» What the task asks
Could you print all the entries exactly?
== Data for analysis
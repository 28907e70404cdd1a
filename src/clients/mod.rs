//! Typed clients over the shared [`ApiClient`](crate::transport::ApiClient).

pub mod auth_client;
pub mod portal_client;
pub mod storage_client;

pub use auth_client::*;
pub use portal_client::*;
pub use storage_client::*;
====
» Response
repository 28907e70404cdd1a
filename src/clients/mod.rs
//! Typed clients over the shared [`ApiClient`](crate::transport::ApiClient).

pub mod auth_client;
pub mod portal_client;
pub mod storage_client;

pub use auth_client::*;
pub use portal_client::*;
pub use storage_client::*;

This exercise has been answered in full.